## [Task to carry out]
Quote all entries in full, exactly.

___ Information given ___

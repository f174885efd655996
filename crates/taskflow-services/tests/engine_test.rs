mod helpers;

use chrono::{DateTime, Utc};
use helpers::{seed_chain, TestCompany};
use std::sync::{Arc, Mutex};
use std::time::Duration;
use taskflow_core::models::{LockAcquisition, Permission, TaskStatus};
use taskflow_core::{AppError, Config};
use taskflow_db::{InMemoryStore, LockStore};
use taskflow_services::{Engine, NewTask};
use uuid::Uuid;

/// Lock store that records every requested lease length.
struct LeaseRecorder {
    inner: Arc<InMemoryStore>,
    ttls: Mutex<Vec<Duration>>,
}

#[async_trait::async_trait]
impl LockStore for LeaseRecorder {
    async fn try_acquire(
        &self,
        company_id: Uuid,
        resource_key: &str,
        owner_id: Uuid,
        ttl: Duration,
    ) -> Result<LockAcquisition, AppError> {
        self.ttls.lock().unwrap().push(ttl);
        self.inner
            .try_acquire(company_id, resource_key, owner_id, ttl)
            .await
    }

    async fn release(
        &self,
        company_id: Uuid,
        resource_key: &str,
        owner_id: Uuid,
    ) -> Result<bool, AppError> {
        self.inner.release(company_id, resource_key, owner_id).await
    }

    async fn sweep_expired(&self, now: DateTime<Utc>) -> Result<u64, AppError> {
        self.inner.sweep_expired(now).await
    }
}

async fn engine(company: &TestCompany, config: &Config, locks: Arc<dyn LockStore>) -> Engine {
    Engine::initialize(
        config,
        company.store.clone(),
        company.store.clone(),
        locks,
        company.audit.clone(),
        company.notifier.clone(),
    )
    .await
    .unwrap()
}

#[tokio::test]
async fn test_engine_loads_catalog_from_directory() {
    let company = TestCompany::new().await;
    let chain = seed_chain(&company).await;

    let engine = engine(&company, &Config::default(), company.store.clone()).await;
    assert_eq!(engine.catalog.len(), company.roles.len());
    assert!(engine
        .authorization
        .has_permission(chain.manager.id, Permission::TaskCreateDown)
        .await
        .unwrap());
    assert!(!engine
        .authorization
        .has_permission(chain.analyst.id, Permission::TaskCreateDown)
        .await
        .unwrap());
}

#[tokio::test]
async fn test_engine_applies_configured_lock_ttl() {
    let company = TestCompany::new().await;
    let chain = seed_chain(&company).await;
    let recorder = Arc::new(LeaseRecorder {
        inner: company.store.clone(),
        ttls: Mutex::new(Vec::new()),
    });
    let config = Config {
        lock_ttl_secs: 7,
        ..Config::default()
    };

    let engine = engine(&company, &config, recorder.clone()).await;
    let task = engine
        .orchestrator
        .create_task(NewTask {
            creator_id: chain.manager.id,
            title: "Fechar balanço".to_string(),
            description: None,
            flow_type: "DESCENDANT".to_string(),
            target_user_id: Some(chain.analyst.id),
            target_department_id: None,
        })
        .await
        .unwrap();
    engine
        .orchestrator
        .move_task(chain.analyst.id, task.id, TaskStatus::InProgress, 1)
        .await
        .unwrap();

    assert_eq!(*recorder.ttls.lock().unwrap(), vec![Duration::from_secs(7)]);
    assert_eq!(company.store.lock_count().await, 0);
}

#[tokio::test]
async fn test_engine_applies_configured_cross_department_default() {
    let company = TestCompany::new().await;
    let chain = seed_chain(&company).await;
    let sales = company.add_department("Vendas", Some(&chain.manager)).await;
    let ops = company.add_department("Operações", Some(&chain.ceo)).await;
    let unknown_company = Uuid::new_v4();

    let strict = engine(&company, &Config::default(), company.store.clone()).await;
    assert!(!strict
        .authorization
        .check_department_communication(unknown_company, Some(sales.id), ops.id)
        .await
        .unwrap());

    let config = Config {
        default_allow_cross_dept_comm: true,
        ..Config::default()
    };
    let lenient = engine(&company, &config, company.store.clone()).await;
    assert!(lenient
        .authorization
        .check_department_communication(unknown_company, Some(sales.id), ops.id)
        .await
        .unwrap());
}
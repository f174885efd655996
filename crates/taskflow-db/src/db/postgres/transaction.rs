//! Transaction guard for multi-statement directory writes.

use sqlx::{PgConnection, PgPool, Postgres, Transaction};
use taskflow_core::AppError;

/// Owns a Postgres transaction until it is explicitly committed or rolled back.
///
/// ```ignore
/// let mut tx = TransactionGuard::begin(&pool).await?;
/// sqlx::query("UPDATE users SET ...").execute(tx.connection()?).await?;
/// tx.commit().await?;
/// ```
pub struct TransactionGuard<'a> {
    transaction: Option<Transaction<'a, Postgres>>,
}

impl<'a> TransactionGuard<'a> {
    pub async fn begin(pool: &'a PgPool) -> Result<Self, AppError> {
        let transaction = pool.begin().await.map_err(|e| {
            tracing::error!(error = %e, "Failed to begin database transaction");
            AppError::Database(e)
        })?;

        Ok(Self {
            transaction: Some(transaction),
        })
    }

    /// Connection bound to the open transaction.
    pub fn connection(&mut self) -> Result<&mut PgConnection, AppError> {
        self.transaction
            .as_deref_mut()
            .ok_or_else(|| AppError::Internal("Transaction was already finished".to_string()))
    }

    pub async fn commit(mut self) -> Result<(), AppError> {
        if let Some(tx) = self.transaction.take() {
            tx.commit().await.map_err(|e| {
                tracing::error!(error = %e, "Failed to commit database transaction");
                AppError::Database(e)
            })?;
        }
        Ok(())
    }

    pub async fn rollback(mut self) -> Result<(), AppError> {
        if let Some(tx) = self.transaction.take() {
            tx.rollback().await.map_err(|e| {
                tracing::error!(error = %e, "Failed to rollback database transaction");
                AppError::Database(e)
            })?;
        }
        Ok(())
    }
}

impl Drop for TransactionGuard<'_> {
    fn drop(&mut self) {
        // sqlx rolls the transaction back when it is dropped unfinished.
        if self.transaction.is_some() {
            tracing::warn!("Transaction dropped without explicit commit or rollback");
        }
    }
}
use chrono::{DateTime, Utc};
use serde::{Deserialize, Serialize};
use uuid::Uuid;

/// Organisational unit with a primary and an optional fallback leader.
#[derive(Debug, Clone, Serialize, Deserialize, PartialEq)]
#[cfg_attr(feature = "sqlx", derive(sqlx::FromRow))]
pub struct Department {
    pub id: Uuid,
    pub company_id: Uuid,
    pub name: String,
    pub leader_id: Option<Uuid>,
    pub fallback_leader_id: Option<Uuid>,
    pub is_active: bool,
    pub created_at: DateTime<Utc>,
    pub updated_at: DateTime<Utc>,
}

impl Department {
    pub fn new(company_id: Uuid, name: impl Into<String>, leader_id: Option<Uuid>) -> Self {
        let now = Utc::now();
        Self {
            id: Uuid::new_v4(),
            company_id,
            name: name.into(),
            leader_id,
            fallback_leader_id: None,
            is_active: true,
            created_at: now,
            updated_at: now,
        }
    }

    /// True when `user_id` is the leader or the fallback leader.
    pub fn is_led_by(&self, user_id: Uuid) -> bool {
        self.leader_id == Some(user_id) || self.fallback_leader_id == Some(user_id)
    }
}

/// Directed delegation rule between two departments of a company.
#[derive(Debug, Clone, Serialize, Deserialize, PartialEq)]
#[cfg_attr(feature = "sqlx", derive(sqlx::FromRow))]
pub struct DepartmentCommunication {
    pub id: Uuid,
    pub company_id: Uuid,
    pub from_department_id: Uuid,
    pub to_department_id: Uuid,
    pub allowed: bool,
    pub requires_approval: bool,
    pub created_at: DateTime<Utc>,
}

impl DepartmentCommunication {
    pub fn new(
        company_id: Uuid,
        from_department_id: Uuid,
        to_department_id: Uuid,
        allowed: bool,
        requires_approval: bool,
    ) -> Self {
        Self {
            id: Uuid::new_v4(),
            company_id,
            from_department_id,
            to_department_id,
            allowed,
            requires_approval,
            created_at: Utc::now(),
        }
    }
}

___

## [Completed task]
repository f174885efd655996
filename crates/taskflow-services/tests/engine_test.rs
mod helpers;

use chrono::{DateTime, Utc};
use helpers::{seed_chain, TestCompany};
use std::sync::{Arc, Mutex};
use std::time::Duration;
use taskflow_core::models::{LockAcquisition, Permission, TaskStatus};
use taskflow_core::{AppError, Config};
use taskflow_db::{InMemoryStore, LockStore};
use taskflow_services::{Engine, NewTask};
use uuid::Uuid;

/// Lock store that records every requested lease length.
struct LeaseRecorder {
    inner: Arc<InMemoryStore>,
    ttls: Mutex<Vec<Duration>>,
}

#[async_trait::async_trait]
impl LockStore for LeaseRecorder {
    async fn try_acquire(
        &self,
        company_id: Uuid,
        resource_key: &str,
        owner_id: Uuid,
        ttl: Duration,
    ) -> Result<LockAcquisition, AppError> {
        self.ttls.lock().unwrap().push(ttl);
        self.inner
            .try_acquire(company_id, resource_key, owner_id, ttl)
            .await
    }

    async fn release(
        &self,
        company_id: Uuid,
        resource_key: &str,
        owner_id: Uuid,
    ) -> Result<bool, AppError> {
        self.inner.release(company_id, resource_key, owner_id).await
    }

    async fn sweep_expired(&self, now: DateTime<Utc>) -> Result<u64, AppError> {
        self.inner.sweep_expired(now).await
    }
}

async fn engine(company: &TestCompany, config: &Config, locks: Arc<dyn LockStore>) -> Engine {
    Engine::initialize(
        config,
        company.store.clone(),
        company.store.clone(),
        locks,
        company.audit.clone(),
        company.notifier.clone(),
    )
    .await
    .unwrap()
}

#[tokio::test]
async fn test_engine_loads_catalog_from_directory() {
    let company = TestCompany::new().await;
    let chain = seed_chain(&company).await;

    let engine = engine(&company, &Config::default(), company.store.clone()).await;
    assert_eq!(engine.catalog.len(), company.roles.len());
    assert!(engine
        .authorization
        .has_permission(chain.manager.id, Permission::TaskCreateDown)
        .await
        .unwrap());
    assert!(!engine
        .authorization
        .has_permission(chain.analyst.id, Permission::TaskCreateDown)
        .await
        .unwrap());
}

#[tokio::test]
async fn test_engine_applies_configured_lock_ttl() {
    let company = TestCompany::new().await;
    let chain = seed_chain(&company).await;
    let recorder = Arc::new(LeaseRecorder {
        inner: company.store.clone(),
        ttls: Mutex::new(Vec::new()),
    });
    let config = Config {
        lock_ttl_secs: 7,
        ..Config::default()
    };

    let engine = engine(&company, &config, recorder.clone()).await;
    let task = engine
        .orchestrator
        .create_task(NewTask {
            creator_id: chain.manager.id,
            title: "Fechar balanço".to_string(),
            description: None,
            flow_type: "DESCENDANT".to_string(),
            target_user_id: Some(chain.analyst.id),
            target_department_id: None,
        })
        .await
        .unwrap();
    engine
        .orchestrator
        .move_task(chain.analyst.id, task.id, TaskStatus::InProgress, 1)
        .await
        .unwrap();

    assert_eq!(*recorder.ttls.lock().unwrap(), vec![Duration::from_secs(7)]);
    assert_eq!(company.store.lock_count().await, 0);
}

#[tokio::test]
async fn test_engine_applies_configured_cross_department_default() {
    let company = TestCompany::new().await;
    let chain = seed_chain(&company).await;
    let sales = company.add_department("Vendas", Some(&chain.manager)).await;
    let ops = company.add_department("Operações", Some(&chain.ceo)).await;
    let unknown_company = Uuid::new_v4();

    let strict = engine(&company, &Config::default(), company.store.clone()).await;
    assert!(!strict
        .authorization
        .check_department_communication(unknown_company, Some(sales.id), ops.id)
        .await
        .unwrap());

    let config = Config {
        default_allow_cross_dept_comm: true,
        ..Config::default()
    };
    let lenient = engine(&company, &config, company.store.clone()).await;
    assert!(lenient
        .authorization
        .check_department_communication(unknown_company, Some(sales.id), ops.id)
        .await
        .unwrap());
}
repository f174885efd655996
filename crates/taskflow-db/src/db/postgres/transaction.rs
//! Transaction guard for multi-statement directory writes.

use sqlx::{PgConnection, PgPool, Postgres, Transaction};
use taskflow_core::AppError;

/// Owns a Postgres transaction until it is explicitly committed or rolled back.
///
/// ```ignore
/// let mut tx = TransactionGuard::begin(&pool).await?;
/// sqlx::query("UPDATE users SET ...").execute(tx.connection()?).await?;
/// tx.commit().await?;
/// ```
pub struct TransactionGuard<'a> {
    transaction: Option<Transaction<'a, Postgres>>,
}

impl<'a> TransactionGuard<'a> {
    pub async fn begin(pool: &'a PgPool) -> Result<Self, AppError> {
        let transaction = pool.begin().await.map_err(|e| {
            tracing::error!(error = %e, "Failed to begin database transaction");
            AppError::Database(e)
        })?;

        Ok(Self {
            transaction: Some(transaction),
        })
    }

    /// Connection bound to the open transaction.
    pub fn connection(&mut self) -> Result<&mut PgConnection, AppError> {
        self.transaction
            .as_deref_mut()
            .ok_or_else(|| AppError::Internal("Transaction was already finished".to_string()))
    }

    pub async fn commit(mut self) -> Result<(), AppError> {
        if let Some(tx) = self.transaction.take() {
            tx.commit().await.map_err(|e| {
                tracing::error!(error = %e, "Failed to commit database transaction");
                AppError::Database(e)
            })?;
        }
        Ok(())
    }

    pub async fn rollback(mut self) -> Result<(), AppError> {
        if let Some(tx) = self.transaction.take() {
            tx.rollback().await.map_err(|e| {
                tracing::error!(error = %e, "Failed to rollback database transaction");
                AppError::Database(e)
            })?;
        }
        Ok(())
    }
}

impl Drop for TransactionGuard<'_> {
    fn drop(&mut self) {
        // sqlx rolls the transaction back when it is dropped unfinished.
        if self.transaction.is_some() {
            tracing::warn!("Transaction dropped without explicit commit or rollback");
        }
    }
}
use chrono::{DateTime, Utc};
use serde::{Deserialize, Serialize};
use uuid::Uuid;

/// Organisational unit with a primary and an optional fallback leader.
#[derive(Debug, Clone, Serialize, Deserialize, PartialEq)]
#[cfg_attr(feature = "sqlx", derive(sqlx::FromRow))]
pub struct Department {
    pub id: Uuid,
    pub company_id: Uuid,
    pub name: String,
    pub leader_id: Option<Uuid>,
    pub fallback_leader_id: Option<Uuid>,
    pub is_active: bool,
    pub created_at: DateTime<Utc>,
    pub updated_at: DateTime<Utc>,
}

impl Department {
    pub fn new(company_id: Uuid, name: impl Into<String>, leader_id: Option<Uuid>) -> Self {
        let now = Utc::now();
        Self {
            id: Uuid::new_v4(),
            company_id,
            name: name.into(),
            leader_id,
            fallback_leader_id: None,
            is_active: true,
            created_at: now,
            updated_at: now,
        }
    }

    /// True when `user_id` is the leader or the fallback leader.
    pub fn is_led_by(&self, user_id: Uuid) -> bool {
        self.leader_id == Some(user_id) || self.fallback_leader_id == Some(user_id)
    }
}

/// Directed delegation rule between two departments of a company.
#[derive(Debug, Clone, Serialize, Deserialize, PartialEq)]
#[cfg_attr(feature = "sqlx", derive(sqlx::FromRow))]
pub struct DepartmentCommunication {
    pub id: Uuid,
    pub company_id: Uuid,
    pub from_department_id: Uuid,
    pub to_department_id: Uuid,
    pub allowed: bool,
    pub requires_approval: bool,
    pub created_at: DateTime<Utc>,
}

impl DepartmentCommunication {
    pub fn new(
        company_id: Uuid,
        from_department_id: Uuid,
        to_department_id: Uuid,
        allowed: bool,
        requires_approval: bool,
    ) -> Self {
        Self {
            id: Uuid::new_v4(),
            company_id,
            from_department_id,
            to_department_id,
            allowed,
            requires_approval,
            created_at: Utc::now(),
        }
    }
}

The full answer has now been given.